Warning: Minor spoilers if you haven’t read the previous issue
Writer: Charles Soule
Artist: Steve McNiven
The last issue started with THE END. Issue #2 of Death of Wolverine begins with POISON. Wolverine travels to Madripoor in order to get an audience with Viper, the person who’s put a price on his head. He’s brought a current generation Iron Man helmet with him that he’s supposedly trying to sell; a high end item to get Viper’s attention. After showing the goods to a lackey, he gets to meet the lady herself. Of course she immediately sends a cadre of thugs at Logan, who he easily dispatches without even having to pop his claws. Once they are out of the way, a chained and poisoned Sabretooth is brought out to make a go at Logan. They tussel until Lady Deathstrike randomly shows up and jams her long adamantium talons into Sabretooth’s back a few times, putting him down and then letting him walk away. It turns out that Viper was just another third party that was trying to capture Wolverine on behalf of an unknown client. This other unseen baddie is actually after a whole list of targets which includes Logan and Lady Deathstrike. Just as Deathstrike decides she may be able to exchange a weakened Logan for her own life, an X-Man makes an unexpected appearance and saves his bacon.
Once again, Charles Soule wastes no time getting to the point of things. We catch up with Logan who’s already been in Madripoor for “weeks” trying to meet up with Viper. This jumps us from a nifty scene where Viper’s underling verifies the legitimacy of the Iron Man helmet directly to the meeting between Logan and his would-be captor. Some exposition leads tot he mandatory fight scenes. A little more exposition, another brief fight, and then a sudden surprise at the end. This series is starting to feel formulaic very fast. Fortunately there’s only two more issues to go, so it won’t have too much of a chance to go stale. I also realize that Soule is trying to build suspense as best as possible, but at this point, I have to wonder why we need to get through several layers of bad guys before we find out what’s really going on. Wolverine can’t heal and he’s too proud to ask for help. Aside from the appearance of a helmet, the Avengers are nowhere near this story. So why not just get him alone and throw ALL the high power baddies at him at once and just end the whole farce. Perhaps I’m selling Soule short though. He’s shown a knack for inventiveness and creative situations over in She-Hulk and Inhumans so maybe he still has a trick or two up his sleeve. Guess we’ll just have to wait and see.

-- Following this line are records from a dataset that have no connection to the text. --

//! Coverage-directed search.
//!
//! Breadth-first walk over sets of still uncovered onset rows. Each state
//! grows every equally ranked implicant, and the rows that implicant leaves
//! uncovered become a new state.

use crate::{
    cancel::CancelToken,
    dataset::Dataset,
    error::{Error, Result},
    heuristic::{Centralities, Params, Weights},
    sink::LogSink,
    stat::{rescale, round_resolution},
    term::{render_terms, Literal, LiteralTable, Term},
};
use bit_set::BitSet;
use itertools::Itertools;
use rayon::prelude::*;
use std::collections::{HashSet, VecDeque};

pub struct CoverageSearch<'a> {
    dataset: &'a Dataset,
    centralities: &'a Centralities,
    weights: Weights,
    resolution: f64,
    sink: &'a dyn LogSink,
    cancel: &'a CancelToken,
}

/// How literals compete while a term is grown.
#[derive(Debug, Clone, Copy, PartialEq, Eq)]
enum Ranking {
    /// Weighted score alone.
    Weighted,
    /// Most frequent among the covered rows first, weighted score second.
    /// Every pick keeps at least one covered row, so the term always covers
    /// part of the state.
    FrequencyFirst,
}

/// A literal appended to the term built by its parent node.
#[derive(Debug, Clone, Copy)]
struct TermNode {
    literal: Literal,
    parent: Option<usize>,
}

/// A partially built term waiting on the worklist.
#[derive(Debug)]
struct Branch {
    node: Option<usize>,
    /// Onset rows matched by the term.
    covering: BitSet,
    /// Offset rows still matched by the term.
    intersect: BitSet,
}
//! Graphviz export of a co-occurrence graph.

use super::Graph;
use std::io;

impl Graph {
    /// Write the graph in DOT format. Nodes are labeled with `labels`, falling
    /// back to the node index; edges carry their weight as label and pen width.
    pub fn write_dot(&self, mut out: impl io::Write, name: &str, labels: &[String]) -> io::Result<()> {
        let max = self.max_weight().unwrap_or(1.).max(f64::MIN_POSITIVE);
        writeln!(out, "graph \"{}\" {{", escape(name))?;
        writeln!(out, "  node [shape=ellipse];")?;
        for v in 0..self.num_nodes() {
            let label = labels.get(v).cloned().unwrap_or_else(|| v.to_string());
            writeln!(out, "  n{v} [label=\"{}\"];", escape(&label))?;
        }
        for e in self.edges() {
            writeln!(
                out,
                "  n{} -- n{} [label=\"{}\", penwidth={:.2}];",
                e.a,
                e.b,
                e.weight,
                1. + 3. * e.weight / max
            )?;
        }
        writeln!(out, "}}")
    }
}

fn escape(s: &str) -> String {
    s.replace('\\', "\\\\").replace('"', "\\\"")
}
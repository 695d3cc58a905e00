use anyhow::{Context, Error, Result};
use serde::Serialize;
use std::{fs::File, io::BufWriter, path::Path};
use tracing_subscriber::EnvFilter;

/// Log to stderr so stdout stays free for the rendered results.
pub fn init_tracing_subscriber(default_filter: &str) -> Result<()> {
    let filter =
        EnvFilter::try_from_default_env().unwrap_or_else(|_| EnvFilter::new(default_filter));
    tracing_subscriber::fmt()
        .with_env_filter(filter)
        .with_writer(std::io::stderr)
        .try_init()
        .map_err(Error::msg)
}

pub fn setup_rayon(num_threads: Option<usize>) -> Result<()> {
    if let Some(num_threads) = num_threads {
        rayon::ThreadPoolBuilder::new()
            .num_threads(num_threads)
            .build_global()?;
    }
    debug!("rayon pool with {} threads", rayon::current_num_threads());
    Ok(())
}

pub fn write_json(path: &Path, value: &impl Serialize) -> Result<()> {
    let out = BufWriter::new(
        File::create(path).with_context(|| format!("failed to create {}", path.display()))?,
    );
    serde_json::to_writer_pretty(out, value)?;
    Ok(())
}

#[cfg(test)]
mod tests {
    use super::*;

    #[test]
    fn test_write_json() {
        let dir = tempfile::tempdir().unwrap();
        let path = dir.path().join("out.json");
        write_json(&path, &vec![1, 2]).unwrap();
        let back: Vec<u32> = serde_json::from_reader(File::open(&path).unwrap()).unwrap();
        assert_eq!(vec![1, 2], back);
        assert!(write_json(&dir.path().join("missing/out.json"), &1).is_err());
    }
}
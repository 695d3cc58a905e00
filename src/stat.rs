//! Small numeric helpers shared by the heuristics and the calibration step.

pub fn mean(values: &[f64]) -> Option<f64> {
    if values.is_empty() {
        return None;
    }
    Some(values.iter().sum::<f64>() / values.len() as f64)
}

pub fn median(values: &[f64]) -> Option<f64> {
    if values.is_empty() {
        return None;
    }
    let mut sorted = values.to_vec();
    sorted.sort_unstable_by(|a, b| a.total_cmp(b));
    let mid = sorted.len() / 2;
    if sorted.len() % 2 == 1 {
        Some(sorted[mid])
    } else {
        Some((sorted[mid - 1] + sorted[mid]) / 2.)
    }
}

/// Min-max rescale into `[0, 1]`.
///
/// A constant input maps to all zeros.
pub fn rescale(values: &[f64]) -> Vec<f64> {
    let (min, max) = values
        .iter()
        .fold((f64::INFINITY, f64::NEG_INFINITY), |(lo, hi), &v| {
            (lo.min(v), hi.max(v))
        });
    if values.is_empty() || min == max {
        return vec![0.; values.len()];
    }
    let span = max - min;
    values.iter().map(|v| (v - min) / span).collect()
}

/// Round to the nearest multiple of `resolution`.
#[inline]
pub fn round_resolution(value: f64, resolution: f64) -> f64 {
    (value / resolution).round() * resolution
}
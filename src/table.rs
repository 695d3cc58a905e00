//! CSV ingestion and data preparation: validation, calibration and cleaning.

use crate::{
    dataset::Dataset,
    error::{Error, Result},
    sink::LogSink,
    stat::{mean, median},
};
use glob::glob;
use once_cell::sync::Lazy;
use regex::Regex;
use serde::{Deserialize, Serialize};
use std::{
    collections::{HashMap, HashSet},
    fs::File,
    path::Path,
};

static VARIABLE_NAME: Lazy<Regex> =
    Lazy::new(|| Regex::new(r"^[A-Za-z0-9\s._-]+$").expect("valid regex"));

/// Column statistic used as the calibration threshold.
#[derive(Debug, Clone, Copy, Default, PartialEq, Eq, Serialize, Deserialize)]
#[serde(rename_all = "lowercase")]
pub enum Stat {
    Mean,
    #[default]
    Median,
}

/// A dataset as read from a CSV file, split by outcome.
#[derive(Debug, Clone, PartialEq)]
pub struct Table {
    pub name: String,
    pub variables: Vec<String>,
    pub onset: Vec<Vec<f64>>,
    pub offset: Vec<Vec<f64>>,
}

impl Table {
    /// Read and validate a CSV file. The last column is the outcome.
    pub fn load(name: impl Into<String>, csv_path: impl AsRef<Path>, header: bool) -> Result<Self> {
        let csv_path = csv_path.as_ref();
        let reader = csv::ReaderBuilder::new()
            .has_headers(false)
            .flexible(true)
            .from_reader(File::open(csv_path)?);

        let mut variables = Vec::new();
        let mut onset = Vec::new();
        let mut offset = Vec::new();
        let mut num_cols = None;
        let mut expect_header = header;

        for record in reader.into_records() {
            let record = record?;
            let line = record.position().map(|p| p.line() as usize).unwrap_or(0);
            if record.iter().all(|c| c.trim().is_empty()) {
                continue;
            }
            if record.iter().any(|c| c.trim().is_empty()) {
                return Err(Error::data(line, "values must be non-empty"));
            }

            match num_cols {
                None if record.len() < 2 => {
                    return Err(Error::data(
                        line,
                        "at least one variable and the outcome are required",
                    ))
                }
                None => num_cols = Some(record.len()),
                Some(n) if n != record.len() => {
                    return Err(Error::data(
                        line,
                        format!("rows must have equal length, expected {n}, got {}", record.len()),
                    ))
                }
                Some(_) => {}
            }

            if expect_header {
                expect_header = false;
                let names: Vec<String> = record.iter().map(|c| c.to_string()).collect();
                if let Some(bad) = names.iter().find(|n| !VARIABLE_NAME.is_match(n)) {
                    return Err(Error::data(
                        line,
                        format!("variable name '{bad}' must be alphanumeric"),
                    ));
                }
                if names.iter().collect::<HashSet<_>>().len() != names.len() {
                    return Err(Error::data(line, "variable names must be unique"));
                }
                variables = names[..names.len() - 1].to_vec();
                continue;
            }

            let (outcome, cells) = match record.iter().collect::<Vec<_>>().split_last() {
                Some((outcome, cells)) => (outcome.trim().to_string(), cells.to_vec()),
                None => continue,
            };
            let row = cells
                .iter()
                .map(|c| match c.trim().parse::<f64>() {
                    Ok(v) if (0. ..=1.).contains(&v) => Ok(v),
                    Ok(v) => Err(Error::data(
                        line,
                        format!("value {v} is outside the interval [0, 1]"),
                    )),
                    Err(_) => Err(Error::data(line, format!("value '{c}' is not a number"))),
                })
                .collect::<Result<Vec<f64>>>()?;
            match outcome.as_str() {
                "1" => onset.push(row),
                "0" => offset.push(row),
                _ => return Err(Error::data(line, "outcomes must be 0 or 1")),
            }
        }

        let num_vars = match num_cols {
            Some(n) if !onset.is_empty() || !offset.is_empty() => n - 1,
            _ => return Err(Error::data(0, "the file has no data rows")),
        };
        if variables.is_empty() {
            variables = (0..num_vars).map(|i| i.to_string()).collect();
        }

        let ans = Self {
            name: name.into(),
            variables,
            onset,
            offset,
        };
        info!(
            "loaded {} from {}: {} variables, {} onset rows, {} offset rows",
            ans.name,
            csv_path.display(),
            num_vars,
            ans.onset.len(),
            ans.offset.len()
        );
        Ok(ans)
    }

    /// Load every `*.csv` file of a directory, in path order.
    pub fn load_dir(dir: impl AsRef<Path>, header: bool) -> anyhow::Result<Vec<Self>> {
        let dir = dir.as_ref();
        let mut ans = Vec::new();
        for csv_f in glob(&dir.join("*.csv").to_string_lossy())? {
            let csv_f = csv_f?;
            let name = csv_f
                .file_stem()
                .map(|s| s.to_string_lossy().to_string())
                .unwrap_or_default();
            let table = Table::load(name, &csv_f, header)
                .map_err(|e| anyhow::anyhow!("{}: {e}", csv_f.display()))?;
            ans.push(table);
        }
        Ok(ans)
    }

    pub fn num_vars(&self) -> usize {
        self.variables.len()
    }

    pub fn is_crisp(&self) -> bool {
        self.onset
            .iter()
            .chain(&self.offset)
            .flatten()
            .all(|&v| v == 0. || v == 1.)
    }

    /// Turn fuzzy values crisp: a value above its column's mean or median
    /// becomes 1, anything else 0.
    pub fn calibrate(&mut self, stat: Stat) {
        let thresholds: Vec<f64> = (0..self.num_vars())
            .map(|j| {
                let column: Vec<f64> = self.onset.iter().chain(&self.offset).map(|r| r[j]).collect();
                match stat {
                    Stat::Mean => mean(&column),
                    Stat::Median => median(&column),
                }
                .unwrap_or(0.)
            })
            .collect();
        debug!(?stat, ?thresholds, "calibration thresholds");

        for row in self.onset.iter_mut().chain(self.offset.iter_mut()) {
            for (v, t) in row.iter_mut().zip(&thresholds) {
                *v = if *v > *t { 1. } else { 0. };
            }
        }
    }

    /// Resolve configurations present in both onset and offset. The set where
    /// the configuration makes up the larger proportion keeps it; on a tie it
    /// is dropped from both. Returns the number of removed onset and offset rows.
    pub fn clean(&mut self, sink: &dyn LogSink) -> (usize, usize) {
        fn key(row: &[f64]) -> Vec<u64> {
            row.iter().map(|v| v.to_bits()).collect()
        }
        fn count(rows: &[Vec<f64>]) -> HashMap<Vec<u64>, usize> {
            let mut ans = HashMap::new();
            for r in rows {
                *ans.entry(key(r)).or_default() += 1;
            }
            ans
        }

        let onset_counts = count(&self.onset);
        let offset_counts = count(&self.offset);
        let num_onset = self.onset.len() as f64;
        let num_offset = self.offset.len() as f64;

        let mut drop_onset = HashSet::new();
        let mut drop_offset = HashSet::new();
        for (k, &on) in &onset_counts {
            let off = match offset_counts.get(k) {
                Some(&off) => off,
                None => continue,
            };
            let on_prop = on as f64 / num_onset;
            let off_prop = off as f64 / num_offset;
            if on_prop >= off_prop {
                drop_offset.insert(k.clone());
            }
            if on_prop <= off_prop {
                drop_onset.insert(k.clone());
            }
        }

        let removed_onset = drain_matching(&mut self.onset, &drop_onset);
        let removed_offset = drain_matching(&mut self.offset, &drop_offset);
        for (set, removed) in [("onset", &removed_onset), ("offset", &removed_offset)] {
            if removed.is_empty() {
                continue;
            }
            let table: Vec<Vec<String>> = removed
                .iter()
                .map(|r| r.iter().map(|v| v.to_string()).collect())
                .collect();
            sink.emit(
                &format!("The following minterms were removed from the {set} due to conflicts:"),
                Some(table.as_slice()),
            );
        }
        (removed_onset.len(), removed_offset.len())
    }

    pub fn into_dataset(self) -> Result<Dataset> {
        Dataset::with_variables(self.variables, &self.onset, &self.offset)
    }
}

/// Remove the rows whose bit pattern is in `keys`, keeping the order of the rest.
fn drain_matching(rows: &mut Vec<Vec<f64>>, keys: &HashSet<Vec<u64>>) -> Vec<Vec<f64>> {
    let (removed, kept): (Vec<_>, Vec<_>) = rows
        .drain(..)
        .partition(|r| keys.contains(&r.iter().map(|v| v.to_bits()).collect::<Vec<_>>()));
    *rows = kept;
    removed
}

#[cfg(test)]
mod tests {
    use super::*;
    use crate::sink::MemorySink;
    use std::io::Write;
    use tempfile::NamedTempFile;

    fn write_csv(content: &str) -> NamedTempFile {
        let mut f = NamedTempFile::new().unwrap();
        f.write_all(content.as_bytes()).unwrap();
        f
    }

    fn load(content: &str, header: bool) -> Result<Table> {
        let f = write_csv(content);
        Table::load("t", f.path(), header)
    }

    fn data_line(err: Error) -> usize {
        match err {
            Error::Data { line, .. } => line,
            e => panic!("unexpected error {e}"),
        }
    }

    #[test]
    fn test_load() {
        let t = load("rain,wind,storm\n1,0,1\n0,0,0\n1,1,1\n", true).unwrap();
        assert_eq!(vec!["rain", "wind"], t.variables);
        assert_eq!(vec![vec![1., 0.], vec![1., 1.]], t.onset);
        assert_eq!(vec![vec![0., 0.]], t.offset);
        assert!(t.is_crisp());

        let t = load("0.5,0.2,1\n0,1,0\n", false).unwrap();
        assert_eq!(vec!["0", "1"], t.variables);
        assert!(!t.is_crisp());
    }

    #[test]
    fn test_validation() {
        assert_eq!(2, data_line(load("a,b\n1,\n", true).unwrap_err()));
        assert_eq!(1, data_line(load("a,b!,c\n1,0,1\n", true).unwrap_err()));
        assert_eq!(1, data_line(load("a,a,c\n1,0,1\n", true).unwrap_err()));
        assert_eq!(3, data_line(load("a,b,c\n1,0,1\n1.5,0,1\n", true).unwrap_err()));
        assert_eq!(2, data_line(load("1,0,1\nx,0,0\n", false).unwrap_err()));
        assert_eq!(1, data_line(load("1,0,2\n", false).unwrap_err()));
        assert_eq!(1, data_line(load("1,0,0.5\n", false).unwrap_err()));
        assert_eq!(2, data_line(load("1,0,1\n1,1\n", false).unwrap_err()));
        assert_eq!(0, data_line(load("a,b,c\n", true).unwrap_err()));
        assert_eq!(0, data_line(load("", false).unwrap_err()));
    }

    #[test]
    fn test_load_dir() {
        let dir = tempfile::tempdir().unwrap();
        std::fs::write(dir.path().join("b.csv"), "1,1\n0,0\n").unwrap();
        std::fs::write(dir.path().join("a.csv"), "1,0,1\n0,1,0\n").unwrap();
        std::fs::write(dir.path().join("notes.txt"), "ignored").unwrap();
        let tables = Table::load_dir(dir.path(), false).unwrap();
        let names: Vec<_> = tables.iter().map(|t| t.name.as_str()).collect();
        assert_eq!(vec!["a", "b"], names);
    }

    #[test]
    fn test_calibrate() {
        let mut t = Table {
            name: "t".into(),
            variables: vec!["a".into(), "b".into()],
            onset: vec![vec![0.9, 0.1], vec![0.6, 0.4]],
            offset: vec![vec![0.2, 0.9], vec![0.5, 0.3]],
        };
        let mut by_mean = t.clone();
        // medians 0.55 and 0.35
        t.calibrate(Stat::Median);
        assert_eq!(vec![vec![1., 0.], vec![1., 1.]], t.onset);
        assert_eq!(vec![vec![0., 1.], vec![0., 0.]], t.offset);
        assert!(t.is_crisp());

        // means 0.55 and 0.425
        by_mean.calibrate(Stat::Mean);
        assert_eq!(vec![vec![1., 0.], vec![1., 0.]], by_mean.onset);
        assert_eq!(vec![vec![0., 1.], vec![0., 0.]], by_mean.offset);
    }

    #[test]
    fn test_clean() {
        let mut t = Table {
            name: "t".into(),
            variables: vec!["a".into(), "b".into()],
            // 11 is half of the onset but a third of the offset
            // 00 is a quarter of the onset and a third of the offset
            onset: vec![vec![1., 1.], vec![1., 1.], vec![0., 0.], vec![1., 0.]],
            offset: vec![vec![1., 1.], vec![0., 0.], vec![0., 1.]],
        };
        let sink = MemorySink::new();
        assert_eq!((1, 1), t.clean(&sink));
        assert_eq!(vec![vec![1., 1.], vec![1., 1.], vec![1., 0.]], t.onset);
        assert_eq!(vec![vec![0., 0.], vec![0., 1.]], t.offset);

        let messages = sink.messages();
        assert_eq!(2, messages.len());
        assert!(messages[0].text.contains("onset"));
        assert_eq!(Some(vec![vec!["0".to_string(), "0".to_string()]]), messages[0].table);
    }

    #[test]
    fn test_clean_tie_drops_both() {
        let mut t = Table {
            name: "t".into(),
            variables: vec!["a".into()],
            onset: vec![vec![1.], vec![0.]],
            offset: vec![vec![1.], vec![0.]],
        };
        assert_eq!((2, 2), t.clean(&MemorySink::new()));
        assert!(t.onset.is_empty());
        assert!(t.into_dataset().unwrap_err().is_config());
    }
}
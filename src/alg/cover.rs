//! Greedy unate covering of the onset by prime implicants.

use crate::{
    dataset::Dataset,
    error::{Error, Result},
    sink::LogSink,
    term::{render_terms, LiteralTable, Term},
};
use bit_set::BitSet;
use itertools::Itertools;
use serde::{Deserialize, Serialize};

/// Column selection rule of the covering loop.
#[derive(Debug, Clone, Copy, Default, PartialEq, Eq, Serialize, Deserialize)]
#[serde(rename_all = "lowercase")]
pub enum CoverStrategy {
    /// Most remaining rows, then fewest literals, then highest
    /// weighted-literal weighted-output score.
    #[default]
    Wlwo,
    /// Most rows no other column covers, then most remaining rows, then
    /// fewest literals.
    Lcmc,
}

pub struct UnateCover<'a> {
    dataset: &'a Dataset,
    strategy: CoverStrategy,
    sink: &'a dyn LogSink,
}

/// Per column scores of one covering round.
struct Round {
    potential: Vec<usize>,
    unique: Vec<usize>,
}

impl<'a> UnateCover<'a> {
    pub fn new(dataset: &'a Dataset, strategy: CoverStrategy, sink: &'a dyn LogSink) -> Self {
        Self {
            dataset,
            strategy,
            sink,
        }
    }

    /// Essential prime implicants in selection order.
    pub fn run(&self, primes: &[Term]) -> Result<Vec<Term>> {
        self.sink.emit("Starting the unate covering...", None);

        let onset = &self.dataset.onset;
        let columns: Vec<BitSet> = primes
            .iter()
            .map(|t| (0..onset.len()).filter(|&i| t.covers(&onset[i])).collect())
            .collect();
        let lengths: Vec<usize> = primes.iter().map(|t| t.len()).collect();
        let wlwo = self.wlwo(primes);

        let mut remaining: BitSet = (0..onset.len()).collect();
        let mut essentials = Vec::new();

        while !remaining.is_empty() {
            let round = Round::new(&columns, &remaining, onset.len());
            let best = (0..primes.len()).min_by(|&a, &b| match self.strategy {
                CoverStrategy::Wlwo => round.potential[b]
                    .cmp(&round.potential[a])
                    .then_with(|| lengths[a].cmp(&lengths[b]))
                    .then_with(|| wlwo[b].cmp(&wlwo[a]))
                    .then_with(|| a.cmp(&b)),
                CoverStrategy::Lcmc => round.unique[b]
                    .cmp(&round.unique[a])
                    .then_with(|| round.potential[b].cmp(&round.potential[a]))
                    .then_with(|| lengths[a].cmp(&lengths[b]))
                    .then_with(|| a.cmp(&b)),
            });

            let best = match best {
                Some(j) if round.potential[j] > 0 => j,
                _ => {
                    return Err(Error::Invariant(format!(
                        "no prime implicant covers the onset rows [{}]",
                        remaining.iter().map(|i| onset[i].to_string()).join(", ")
                    )))
                }
            };
            remaining.difference_with(&columns[best]);
            essentials.push(primes[best].clone());
        }

        let table = render_terms(&essentials, &self.dataset.variables);
        self.sink
            .emit("Finished the unate covering.", Some(table.as_slice()));
        let found = format!("{} essential prime implicants were found.", essentials.len());
        self.sink.emit(&found, None);
        Ok(essentials)
    }

    /// Sum of the occurrence counts of a term's literals across all primes,
    /// times the onset size.
    fn wlwo(&self, primes: &[Term]) -> Vec<usize> {
        let mut counts = LiteralTable::new(self.dataset.num_vars(), 0usize);
        for l in primes.iter().flatten() {
            counts[*l] += 1;
        }
        primes
            .iter()
            .map(|t| t.iter().map(|l| counts[*l]).sum::<usize>() * self.dataset.onset.len())
            .collect()
    }
}

impl Round {
    fn new(columns: &[BitSet], remaining: &BitSet, num_rows: usize) -> Self {
        // bit-set iterators under-report their upper size hint, so nothing
        // here goes through `Iterator::count` on them
        let potential: Vec<usize> = columns
            .iter()
            .map(|c| {
                let mut live = c.clone();
                live.intersect_with(remaining);
                live.len()
            })
            .collect();

        let mut hits = vec![0usize; num_rows];
        for c in columns {
            for i in c.intersection(remaining) {
                hits[i] += 1;
            }
        }
        let unique = columns
            .iter()
            .map(|c| {
                c.intersection(remaining)
                    .fold(0, |n, i| n + usize::from(hits[i] == 1))
            })
            .collect();

        Self { potential, unique }
    }
}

Wolverine is the best there is at what he does. The same could be said of Steve McNiven. Whether it’s a spread of the Madripoor skyline at night, or a flashback to previous battles between Wolverine and Sabretooth, his work is gorgeous. I particularly liked the two page spread of 24 equal sized boxes depicting the speed and calmness with which Wolverine disposes of a sextet of Viper’s goons. One of them is out of the match before Logan’s bag even hits the ground, and another gets taken down immediately after. Once again he aptly depicts the gruesome nature of the violent fights Wolverine gets into, and the damage it does now that he’s without a healing factor. Bloodied, bruised, and battered; it ain’t pretty but it sure looks good.
As with the first issue of Death of Wolverine you get more behind the scenes goodness for your five dollars. Some more art-in-progress type stuff from McNiven with excerpts from Soule’s script. On a side note, despite this being toted as weekly title, issue #3 won’t be out until October 1st. I’m not sure what the delay is, but thought everyone might like to know about it.